Perhaps the greatest feature of the Kindle application, and the main reason why I prefer it over iBooks, is the ability to use your purchased books on up to six devices. That means that you can download a book to your iPad, Windows PC, Mac PC, iPhone, Blackberry, and if rumors are correct, your Android phone later this summer. The applications will synchronize your unread marks, last position, notes, annotations, and more, so you can pick up your reading at any time with any of your devices.
iBooks does have one advantage though – you can search within books. The folks at Amazon state that search is coming to the iPad soon, and just recently made it available on iPhone.
While not an eBook, I use PDF files extensively, and many of my IT reference books come with PDF versions. GoodReader for iPad allows you to wirelessly transfer PDF files to the iPad and read PDFs sent via e-mail or on websites.
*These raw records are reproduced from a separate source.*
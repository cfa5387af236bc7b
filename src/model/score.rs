// 该文件是 Kuangtu （框图） 项目的一部分。
// src/model/score.rs - 类别得分归约
//
// 本文件根据 Apache 许可证第 2.0 版（以下简称“许可证”）授权使用；
// 除非遵守该许可证条款，否则您不得使用本文件。
// 您可通过以下网址获取许可证副本：
// http://www.apache.org/licenses/LICENSE-2.0
// 除非适用法律要求或书面同意，根据本许可协议分发的软件均按“原样”提供，
// 不附带任何形式的明示或暗示的保证或条件。
// 有关许可权限与限制的具体条款，请参阅本许可协议。
//
// Copyright (C) 2026 Johann Li <me@qinka.pro>, Wareless Group

use super::DetectionError;

/// 单个框的最佳类别与得分
#[derive(Debug, Clone, Copy, PartialEq)]
pub struct ReducedBox {
  pub best_class_index: usize,
  pub best_score: f32,
}

/// 所有框的归约结果，两个数组按框的索引对齐
#[derive(Debug, Clone, Default, PartialEq)]
pub struct ReducedScores {
  pub best_scores: Vec<f32>,
  pub best_classes: Vec<usize>,
}

impl ReducedScores {
  pub fn len(&self) -> usize {
    self.best_scores.len()
  }

  pub fn is_empty(&self) -> bool {
    self.best_scores.is_empty()
  }

  pub fn get(&self, index: usize) -> Option<ReducedBox> {
    Some(ReducedBox {
      best_class_index: *self.best_classes.get(index)?,
      best_score: *self.best_scores.get(index)?,
    })
  }
}

/// 对每一行类别得分取最大值及其类别编号
///
/// 得分原样传递，不做 softmax/sigmoid。最大值相同时取编号最小的类别。
pub fn reduce_scores(
  scores: &[f32],
  num_boxes: usize,
  num_classes: usize,
) -> Result<ReducedScores, DetectionError> {
  let expected = num_boxes
    .checked_mul(num_classes)
    .ok_or_else(|| DetectionError::InvalidShape(format!("{} x {} 溢出", num_boxes, num_classes)))?;
  if scores.len() != expected {
    return Err(DetectionError::ShapeMismatch {
      what: "scores",
      expected,
      actual: scores.len(),
    });
  }
  if num_boxes == 0 {
    return Ok(ReducedScores::default());
  }
  if num_classes == 0 {
    return Err(DetectionError::InvalidShape("类别数量为 0".to_string()));
  }

  let mut reduced = ReducedScores {
    best_scores: Vec::with_capacity(num_boxes),
    best_classes: Vec::with_capacity(num_boxes),
  };

  for row in scores.chunks_exact(num_classes) {
    // 从最小可表示值开始，保证每个框都有类别
    let mut max_score = f32::MIN;
    let mut class_idx = 0usize;
    for (c, &score) in row.iter().enumerate() {
      if score > max_score {
        max_score = score;
        class_idx = c;
      }
    }
    reduced.best_scores.push(max_score);
    reduced.best_classes.push(class_idx);
  }

  Ok(reduced)
}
You can modify the display so that it is plain text, copy passages out of PDFs, search with PDF files, and much more. It is by far the best PDF reader I have seen.
There are tons of news applications available for the iPad, however I’ve limited myself to five applications: Editor’s Choice, Feeddler Pro, Fluent, NPR, USA Today. Editor’s Choice from the New York Times and the USA Today application do a great job of simulating the experience of reading a real paper. The layout is very similar to each of their front page layouts, and you can tap the article title to read more. They’ll even work offline, although photos were unavailable offline.
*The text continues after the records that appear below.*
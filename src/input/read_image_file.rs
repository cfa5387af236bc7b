// 该文件是 Kuangtu （框图） 项目的一部分。
// src/input/read_image_file.rs - 图像文件输入
//
// 本文件根据 Apache 许可证第 2.0 版（以下简称“许可证”）授权使用；
// 除非遵守该许可证条款，否则您不得使用本文件。
// 您可通过以下网址获取许可证副本：
// http://www.apache.org/licenses/LICENSE-2.0
// 除非适用法律要求或书面同意，根据本许可协议分发的软件均按“原样”提供，
// 不附带任何形式的明示或暗示的保证或条件。
// 有关许可权限与限制的具体条款，请参阅本许可协议。
//
// Copyright (C) 2026 Johann Li <me@qinka.pro>, Wareless Group

use thiserror::Error;
use tracing::{debug, error};
use url::Url;

use crate::{FromUrl, FromUrlWithScheme};

#[derive(Error, Debug)]
pub enum ImageFileInputError {
  #[error("URI schema mismatch")]
  SchemaMismatch,
  #[error("I/O error: {0}")]
  IoError(#[from] std::io::Error),
}

/// 读取编码后的图像文件，不在这里解码
pub struct ImageFileInput {
  bytes: Vec<u8>,
}

impl FromUrlWithScheme for ImageFileInput {
  const SCHEME: &'static str = "image";
}

impl FromUrl for ImageFileInput {
  type Error = ImageFileInputError;

  fn from_url(url: &Url) -> Result<Self, Self::Error> {
    if url.scheme() != Self::SCHEME {
      error!(
        "URI scheme mismatch: expected '{}', found '{}'",
        Self::SCHEME,
        url.scheme()
      );
      return Err(ImageFileInputError::SchemaMismatch);
    }

    let bytes = std::fs::read(url.path())?;
    debug!("read {} bytes from {}", bytes.len(), url.path());

    Ok(ImageFileInput { bytes })
  }
}

impl ImageFileInput {
  pub fn as_bytes(&self) -> &[u8] {
    &self.bytes
  }

  pub fn into_bytes(self) -> Vec<u8> {
    self.bytes
  }
}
With Feeddler Pro, a Google Reader client, you can synchronize before leaving WiFi coverage and read articles offline; keeping all of your other devices in sync so you do not have to re-read/re-mark articles as read on those devices. It has a clean interface and allows you to view photos, share via e-mail/Facebook/Twitter, and more.
Fluent aggregates news from dozens of sources and presents it all in one place. It even groups similar news stories together so that you have less to sift through. A subscription is available that allows you to customize the news feed.
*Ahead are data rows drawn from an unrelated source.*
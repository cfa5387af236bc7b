// 该文件是 Kuangtu （框图） 项目的一部分。
// src/node/bbox_image.rs - 检测框绘制节点
//
// 本文件根据 Apache 许可证第 2.0 版（以下简称“许可证”）授权使用；
// 除非遵守该许可证条款，否则您不得使用本文件。
// 您可通过以下网址获取许可证副本：
// http://www.apache.org/licenses/LICENSE-2.0
// 除非适用法律要求或书面同意，根据本许可协议分发的软件均按“原样”提供，
// 不附带任何形式的明示或暗示的保证或条件。
// 有关许可权限与限制的具体条款，请参阅本许可协议。
//
// Copyright (C) 2026 Johann Li <me@qinka.pro>, Wareless Group

use serde::Deserialize;
use serde_json::Value;
use tracing::{debug, info};

use super::{FieldSelector, Node, NodeError, reply};
use crate::{
  config::RenderStyle,
  model::DetectedObject,
  output::{AnnotationRenderer, RenderError},
};

/// 收到图像和检测结果，回复绘制后的图像字节
///
/// 图像字段可以是字节数组，也可以是图像文件路径。
pub struct BBoxImageNode {
  renderer: AnnotationRenderer,
  image: FieldSelector,
  objects: FieldSelector,
}

impl BBoxImageNode {
  pub fn new(renderer: AnnotationRenderer) -> Self {
    info!(
      "创建绘制节点: 线宽 {}, 字号 {}",
      renderer.style().stroke_width,
      renderer.style().font_size
    );
    Self {
      renderer,
      image: FieldSelector::payload("image"),
      objects: FieldSelector::payload("objects"),
    }
  }

  /// 按宿主的字符串配置创建节点
  ///
  /// 识别 `image` 与 `objects`（字段路径），其余键交给 [`RenderStyle::from_pairs`]。
  pub fn from_pairs<I, K, V>(pairs: I) -> Result<Self, RenderError>
  where
    I: IntoIterator<Item = (K, V)>,
    K: AsRef<str>,
    V: AsRef<str>,
  {
    let pairs: Vec<(String, String)> = pairs
      .into_iter()
      .map(|(k, v)| (k.as_ref().to_string(), v.as_ref().to_string()))
      .collect();

    let renderer = AnnotationRenderer::new(RenderStyle::from_pairs(pairs.iter().cloned()))?;
    let mut node = Self::new(renderer);
    for (key, value) in pairs.iter() {
      match key.as_str() {
        "image" => node.image = FieldSelector::parse(value),
        "objects" => node.objects = FieldSelector::parse(value),
        _ => {}
      }
    }
    Ok(node)
  }

  pub fn with_selectors(mut self, image: FieldSelector, objects: FieldSelector) -> Self {
    self.image = image;
    self.objects = objects;
    self
  }

  pub fn renderer(&self) -> &AnnotationRenderer {
    &self.renderer
  }

  fn image_bytes(&self, message: &Value) -> Result<Option<Vec<u8>>, NodeError> {
    match self.image.select(message) {
      None | Some(Value::Null) => Ok(None),
      Some(Value::String(path)) => {
        debug!("从文件读取图像: {}", path);
        Ok(Some(std::fs::read(path)?))
      }
      Some(value) => Ok(Some(Vec::<u8>::deserialize(value)?)),
    }
  }

  fn detections(&self, message: &Value) -> Result<Option<Vec<DetectedObject>>, NodeError> {
    match self.objects.select(message) {
      None | Some(Value::Null) => Ok(None),
      Some(value) => Ok(Some(Vec::<DetectedObject>::deserialize(value)?)),
    }
  }
}

impl Node for BBoxImageNode {
  type Error = NodeError;

  fn handle_request(&mut self, message: &Value) -> Result<Value, Self::Error> {
    let image = self.image_bytes(message)?;
    let objects = self.detections(message)?;

    let annotated = self.renderer.render(image.as_deref(), objects.as_deref())?;
    Ok(reply(Value::from(annotated)))
  }

  fn shutdown(&mut self) {
    self.renderer.reset_colors();
    info!("绘制节点关闭");
  }
}

#[cfg(test)]
mod tests {
  use std::io::Cursor;

  use image::{DynamicImage, ImageFormat, Rgb, RgbImage};
  use serde_json::json;

  use super::*;

  fn png_value() -> Value {
    let image = RgbImage::from_pixel(40, 40, Rgb([10, 20, 30]));
    let mut buffer = Vec::new();
    DynamicImage::ImageRgb8(image)
      .write_to(&mut Cursor::new(&mut buffer), ImageFormat::Png)
      .unwrap();
    Value::from(buffer)
  }

  fn node() -> BBoxImageNode {
    BBoxImageNode::new(AnnotationRenderer::with_font(RenderStyle::default(), None))
  }

  fn reply_image(reply: &Value) -> DynamicImage {
    let bytes = Vec::<u8>::deserialize(&reply["payload"]).unwrap();
    image::load_from_memory(&bytes).unwrap()
  }

  #[test]
  fn draws_objects_from_payload() {
    let msg = json!({
      "payload": {
        "image": png_value(),
        "objects": [{ "bbox": [0.25, 0.5, 0.5, 0.25], "className": "cat", "score": 0.9 }]
      }
    });
    let mut node = node();
    let image = reply_image(&node.handle_request(&msg).unwrap()).to_rgba8();

    // x 10..=29, y 20..=29
    assert_eq!(image.get_pixel(29, 29).0, [0, 255, 255, 255]);
    assert_eq!(image.get_pixel(20, 25).0, [10, 20, 30, 255]);
    assert_eq!(node.renderer().colors().cursor(), 1);
  }

  #[test]
  fn selectors_pick_message_fields() {
    let msg = json!({ "picture": png_value(), "payload": { "dets": [] } });
    let mut node =
      node().with_selectors(FieldSelector::message("picture"), FieldSelector::payload("dets"));
    let image = reply_image(&node.handle_request(&msg).unwrap());
    assert_eq!(image.width(), 40);
  }

  #[test]
  fn missing_fields_are_invalid_input() {
    let mut node = node();
    assert!(matches!(
      node.handle_request(&json!({ "payload": { "objects": [] } })),
      Err(NodeError::Render(RenderError::InvalidImage(_)))
    ));
    assert!(matches!(
      node.handle_request(&json!({ "payload": { "image": png_value() } })),
      Err(NodeError::Render(RenderError::InvalidDetections(_)))
    ));
    assert!(matches!(
      node.handle_request(&json!({
        "payload": { "image": png_value(), "objects": [{ "bbox": 1 }] }
      })),
      Err(NodeError::InvalidPayload(_))
    ));
  }

  #[test]
  fn out_of_range_boxes_in_message_still_render() {
    let msg = json!({
      "payload": {
        "image": png_value(),
        "objects": [
          { "bbox": [-1e10, 0.1, 0.2, 0.2], "className": "a", "score": 0.9 },
          { "bbox": [1e10, 0.1, 0.2, 0.2], "className": "b", "score": 0.8 }
        ]
      }
    });
    let mut node = node();
    let image = reply_image(&node.handle_request(&msg).unwrap());
    assert_eq!(image.width(), 40);
  }

  #[test]
  fn huge_font_size_falls_back_and_renders() {
    let mut node = BBoxImageNode::from_pairs([("fontSize", "2147483647"), ("font", "")]).unwrap();
    assert_eq!(node.renderer().style().font_size, 10);

    let msg = json!({
      "payload": {
        "image": png_value(),
        "objects": [{ "bbox": [0.25, 0.5, 0.5, 0.25], "className": "cat", "score": 0.9 }]
      }
    });
    assert!(node.handle_request(&msg).is_ok());
  }

  #[test]
  fn malformed_stroke_width_still_renders() {
    let mut node = BBoxImageNode::from_pairs([("strokeWidth", "abc"), ("font", "")]).unwrap();
    assert_eq!(node.renderer().style().stroke_width, 2);

    let msg = json!({ "payload": { "image": png_value(), "objects": [] } });
    assert!(node.handle_request(&msg).is_ok());
  }
}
If you are a fan of NPR you need to check out the NPR application. You can access program recordings and additional content from radio programs through the application. It partially works in airplane mode, so you could read the text of content, however graphics may not appear. You will also be prompted to check your internet connection.
With these applications, I get my news online and don’t subscribe to local newspapers or bind myself to local newscasts.
Since traveling to Cameroon in 2007, I have become a little better at spiritual study and wanted to find software that would allow me to study when the mood struck, not just at home or in a hotel room at specific times of day. Enter Olive Tree’s BibleReader 4. This iPad application allows you to purchase bibles, commentaries, religious ebooks, and more right from the application, and like the Kindle application, allows you to access your purchases on any mobile device you own. I have the same material on my Android phone as well, so I can truly use it anywhere. The only downside is that there is no desktop/laptop program yet.
How do you use your iPad to keep informed and lighten your load?